I'll be answering the age-old question: Are we human or are we writer? The answer? Both. From the cavemen who scribbled and etched on cavern walls to the spam robots sending out emails about male enhancement pills, language and writing have been effective ways of communicating ideas.

Think of writing like a building muscle. The more you write, the stronger you become. And similar to going to the gym, you'll need to take steroids. In this case, the steroids I'm talking about are alcohol, coffee, and the occasional caffeinated tea. These drinks not only improve your concentration, but they also make you think that your writing is actually good.


The first step toward writing an article or blog post is to think of an idea or subject you want to talk about. For example, I'm writing this blog post not only to impart a bit of my godly wisdom onto lesser beings, but also to make money off it. Whether you want to write a poem for your girlfriend, start writing for your company's blog, or carve a funny quote into a public bathroom wall, you'll need to focus on one main idea.

If your writing is lazy and unfocused, you risk losing the reader's attention. That reminds me, try to avoid random sentences that don't make sense within the context of the piece. After you've chosen what to write about, prepare to write, or as I like to call it, procrastinate. I usually try to put off writing until the last possible minute.




Once you've procrastinated for hours on end,  you'll need to brainstorm and outline what you want to write about. Grab a piece of paper or open up Google Docs and write down a few key points that support your main idea. Don't stop. Write down anything that comes to mind. Let that silent Tourettes roar.

After writing for a vague amount of time, you can begin the editing process. Ask any writer and they'll tell you how important editing is to the final result. For many, that's true, but unlike yourselves, everything I write is gold. I've never edited anything in my life. I've always done things right on the first try. In fact, even before being born, I taught myself how to write by carving the alphabet in my mother's uterus.
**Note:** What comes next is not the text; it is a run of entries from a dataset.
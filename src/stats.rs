use std::time::Duration;

use crate::cursor::RecordCursor;

/// Counters collected during one merge run
#[derive(Debug, Clone, Default, PartialEq, Eq)]
pub struct MergeStats {
    pub sources: usize,
    pub sources_failed: usize,
    pub records_read: u64,
    pub records_skipped: u64,
    pub records_written: u64,
    pub cancelled: bool,
    pub elapsed: Duration,
}

impl MergeStats {
    pub fn new() -> Self {
        Self::default()
    }

    /// Fold the read/skip counters of a drained cursor into the totals
    pub fn add_cursor(&mut self, cursor: &RecordCursor) {
        self.records_read += cursor.records_read();
        self.records_skipped += cursor.records_skipped();
    }

    /// Add another partial result (one worker's share) to this one
    pub fn merge(&mut self, other: &MergeStats) {
        self.sources += other.sources;
        self.sources_failed += other.sources_failed;
        self.records_read += other.records_read;
        self.records_skipped += other.records_skipped;
        self.records_written += other.records_written;
        self.cancelled |= other.cancelled;
    }

    /// True when every source was drained and nothing was cancelled
    pub fn is_complete(&self) -> bool {
        self.sources_failed == 0 && !self.cancelled
    }

    pub fn format_stats(&self) -> String {
        let mut output = format!(
            "Records merged: {} read, {} written, {} skipped",
            self.records_read, self.records_written, self.records_skipped
        );

        output.push_str(&format!(", {} sources", self.sources));
        if self.sources_failed > 0 {
            output.push_str(&format!(" ({} failed)", self.sources_failed));
        }

        let elapsed_ms = self.elapsed.as_millis();
        output.push_str(&format!(" in {}ms", elapsed_ms));

        if elapsed_ms > 0 && self.records_written > 0 {
            let per_sec = (self.records_written as f64 * 1000.0) / elapsed_ms as f64;
            output.push_str(&format!(" ({:.0} records/s)", per_sec));
        }

        if self.cancelled {
            output.push_str(", cancelled");
        }

        output
    }
}
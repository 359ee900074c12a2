//! Main worker pool
//!
//! Contains the UnorderedWorkerPool struct that orchestrates the concurrent
//! merge.

use crossbeam_channel::{bounded, Sender};
use std::io::Write;
use std::sync::Arc;
use std::thread;

use crate::destination::describe_target;
use crate::error::{MergeError, Result};
use crate::platform::CancelSignal;
use crate::source::Source;
use crate::stats::MergeStats;
use crate::strategy::FilterStrategy;

use super::sink::writer_loop;
use super::tracker::GlobalTracker;
use super::types::{ParallelConfig, SourceJob, WorkerContext};
use super::worker::worker_thread;

/// Drains sources concurrently into one output, without cross-source order
///
/// Per-source failures (open errors, read errors, filter `Stop`) are sent to
/// the error sink and only end that source. Setting an error sink is
/// mandatory. Use an unbounded channel or drain it while the pool runs,
/// since workers block on a full sink.
pub struct UnorderedWorkerPool {
    config: ParallelConfig,
    filter: Option<Arc<dyn FilterStrategy>>,
    cancel: CancelSignal,
    errors: Option<Sender<MergeError>>,
    target: String,
}

impl UnorderedWorkerPool {
    pub fn new(config: ParallelConfig) -> Self {
        Self {
            config,
            filter: None,
            cancel: CancelSignal::new(),
            errors: None,
            target: describe_target(None),
        }
    }

    pub fn with_filter(mut self, filter: Option<Arc<dyn FilterStrategy>>) -> Self {
        self.filter = filter;
        self
    }

    pub fn with_cancel(mut self, cancel: CancelSignal) -> Self {
        self.cancel = cancel;
        self
    }

    pub fn with_error_sink(mut self, errors: Sender<MergeError>) -> Self {
        self.errors = Some(errors);
        self
    }

    /// Name of the output used in `Destination` errors
    pub fn with_target(mut self, target: impl Into<String>) -> Self {
        self.target = target.into();
        self
    }

    /// Reject configurations that cannot run, before any thread is started
    pub fn validate(&self) -> Result<()> {
        if self.errors.is_none() {
            return Err(missing_error_sink());
        }
        if self.config.num_workers == 0 {
            return Err(MergeError::Configuration(
                "worker count must be at least 1".to_string(),
            ));
        }
        if self.config.queue_size == 0 {
            return Err(MergeError::Configuration(
                "hand-off queue size must be at least 1".to_string(),
            ));
        }
        Ok(())
    }

    /// Merge `sources` into `output` using the worker pool
    ///
    /// Returns once every worker has been joined. A failing write to `output`
    /// stops the workers and is returned as `MergeError::Destination`.
    pub fn run<W: Write + ?Sized>(
        &self,
        sources: Vec<Source>,
        output: &mut W,
    ) -> Result<MergeStats> {
        self.validate()?;
        let errors = self.errors.clone().ok_or_else(missing_error_sink)?;

        let total = sources.len();
        if total == 0 {
            return Ok(MergeStats::new());
        }
        let workers = self.config.num_workers.min(total);

        let (job_sender, job_receiver) = bounded(total);
        for (ordinal, source) in sources.into_iter().enumerate() {
            job_sender
                .send(SourceJob { ordinal, source })
                .map_err(|_| MergeError::Configuration("job queue closed".to_string()))?;
        }
        drop(job_sender);

        let (record_sender, record_receiver) = bounded(self.config.queue_size);
        let tracker = GlobalTracker::new(workers);
        let ctx = WorkerContext {
            filter: self.filter.clone(),
            cancel: self.cancel.clone(),
            errors,
        };

        tracing::info!(
            workers,
            sources = total,
            queue = self.config.queue_size,
            "unordered merge started"
        );

        let handles: Vec<_> = (0..workers)
            .map(|worker_id| {
                let guard = tracker.worker_guard(worker_id, record_sender.clone());
                let jobs = job_receiver.clone();
                let ctx = ctx.clone();
                thread::spawn(move || worker_thread(worker_id, jobs, guard, ctx))
            })
            .collect();

        // Only the workers' guards hold senders from here on.
        drop(record_sender);
        drop(job_receiver);
        drop(ctx);

        let written = writer_loop(record_receiver, output, &self.target, &self.cancel);

        for handle in handles {
            match handle.join() {
                Ok(worker_stats) => tracker.merge_worker_stats(&worker_stats),
                Err(_) => tracing::warn!("worker thread panicked"),
            }
        }
        debug_assert!(tracker.all_finished());

        let written = written?;
        let mut stats = tracker.get_final_stats();
        stats.sources = total;
        stats.records_written = written;
        stats.cancelled |= self.cancel.is_cancelled();

        tracing::info!(
            sources = stats.sources,
            failed = stats.sources_failed,
            written = stats.records_written,
            cancelled = stats.cancelled,
            "unordered merge finished"
        );
        Ok(stats)
    }
}

fn missing_error_sink() -> MergeError {
    MergeError::Configuration("unordered merge requires an error sink".to_string())
}
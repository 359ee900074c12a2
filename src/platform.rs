use anyhow::Result;
use crossbeam_channel::{bounded, Receiver, Sender};
use std::process;
use std::sync::atomic::{AtomicBool, AtomicI32, Ordering};
use std::sync::{Arc, Mutex};
use std::thread;

// Cross-platform signal handling
#[cfg(unix)]
use signal_hook::{consts::SIGINT, consts::SIGTERM, iterator::Signals};

#[cfg(windows)]
use signal_hook::{consts::SIGINT, flag};

/// Standard Unix exit codes
#[derive(Debug, Clone, Copy)]
pub enum ExitCode {
    Success = 0,
    GeneralError = 1,
    InvalidUsage = 2,
    SignalInt = 130,  // 128 + SIGINT (2)
    SignalTerm = 143, // 128 + SIGTERM (15)
}

impl ExitCode {
    pub fn exit(self) -> ! {
        process::exit(self as i32)
    }
}

/// Signal number that cancelled the run (0 if none)
static CANCELLED_BY_SIGNAL: AtomicI32 = AtomicI32::new(0);

/// Shared, cooperative cancellation flag
///
/// Clones observe the same state. Besides polling `is_cancelled()`, threads
/// blocked in `select!` can wait on `watch()`: the receiver disconnects (and
/// so becomes ready for every clone at once) when the signal fires.
#[derive(Clone)]
pub struct CancelSignal {
    inner: Arc<CancelInner>,
}

struct CancelInner {
    cancelled: AtomicBool,
    trigger: Mutex<Option<Sender<()>>>,
    watch: Receiver<()>,
}

impl CancelSignal {
    pub fn new() -> Self {
        let (trigger, watch) = bounded(0);
        Self {
            inner: Arc::new(CancelInner {
                cancelled: AtomicBool::new(false),
                trigger: Mutex::new(Some(trigger)),
                watch,
            }),
        }
    }

    /// Request cancellation; calling it again is a no-op
    pub fn cancel(&self) {
        self.inner.cancelled.store(true, Ordering::SeqCst);
        let mut trigger = match self.inner.trigger.lock() {
            Ok(guard) => guard,
            Err(poisoned) => poisoned.into_inner(),
        };
        trigger.take();
    }

    pub fn is_cancelled(&self) -> bool {
        self.inner.cancelled.load(Ordering::SeqCst)
    }

    /// Receiver that never yields a message and disconnects on cancellation
    pub fn watch(&self) -> &Receiver<()> {
        &self.inner.watch
    }
}

impl Default for CancelSignal {
    fn default() -> Self {
        Self::new()
    }
}

impl std::fmt::Debug for CancelSignal {
    fn fmt(&self, f: &mut std::fmt::Formatter<'_>) -> std::fmt::Result {
        f.debug_struct("CancelSignal")
            .field("cancelled", &self.is_cancelled())
            .finish()
    }
}

/// Signal handler that turns SIGINT/SIGTERM into cancellation
///
/// The first signal cancels the merge so it can stop cleanly; a second one
/// exits immediately.
pub struct SignalHandler {
    _handle: thread::JoinHandle<()>,
}

impl SignalHandler {
    /// Initialize signal handling - cross-platform
    pub fn new(cancel: CancelSignal) -> Result<Self> {
        #[cfg(unix)]
        {
            let mut signals = Signals::new([SIGINT, SIGTERM])?;

            let handle = thread::spawn(move || {
                let mut shutdown_count = 0;
                for sig in signals.forever() {
                    shutdown_count += 1;
                    let exit_code = match sig {
                        SIGTERM => ExitCode::SignalTerm,
                        _ => ExitCode::SignalInt,
                    };
                    if shutdown_count > 1 {
                        exit_code.exit();
                    }
                    tracing::warn!(signal = sig, "received signal, stopping merge");
                    CANCELLED_BY_SIGNAL.store(sig, Ordering::SeqCst);
                    cancel.cancel();
                }
            });

            Ok(SignalHandler { _handle: handle })
        }

        #[cfg(windows)]
        {
            // Windows signal handling using flag-based approach
            let term_flag = Arc::new(AtomicBool::new(false));
            flag::register(SIGINT, Arc::clone(&term_flag))?;

            let handle = thread::spawn(move || loop {
                thread::sleep(std::time::Duration::from_millis(100));
                if term_flag.swap(false, Ordering::Relaxed) {
                    if cancel.is_cancelled() {
                        ExitCode::SignalInt.exit();
                    }
                    CANCELLED_BY_SIGNAL.store(SIGINT, Ordering::SeqCst);
                    cancel.cancel();
                }
            });

            Ok(SignalHandler { _handle: handle })
        }
    }

    /// Exit code matching the signal that cancelled the run, if any
    pub fn exit_code() -> Option<ExitCode> {
        match CANCELLED_BY_SIGNAL.load(Ordering::SeqCst) {
            0 => None,
            #[cfg(unix)]
            SIGTERM => Some(ExitCode::SignalTerm),
            _ => Some(ExitCode::SignalInt),
        }
    }
}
And while most of your work will be garbage, some of it will be good. When editing, however, make sure that the first sentence grabs the reader's attention. I often start by writing something insanely offensive to hook the reader. Once I have their attention, I can begin to insult their intelligence by writing half-assed articles about self-improvement. On that note, stay tuned for the second and final installment of "How to Write Better."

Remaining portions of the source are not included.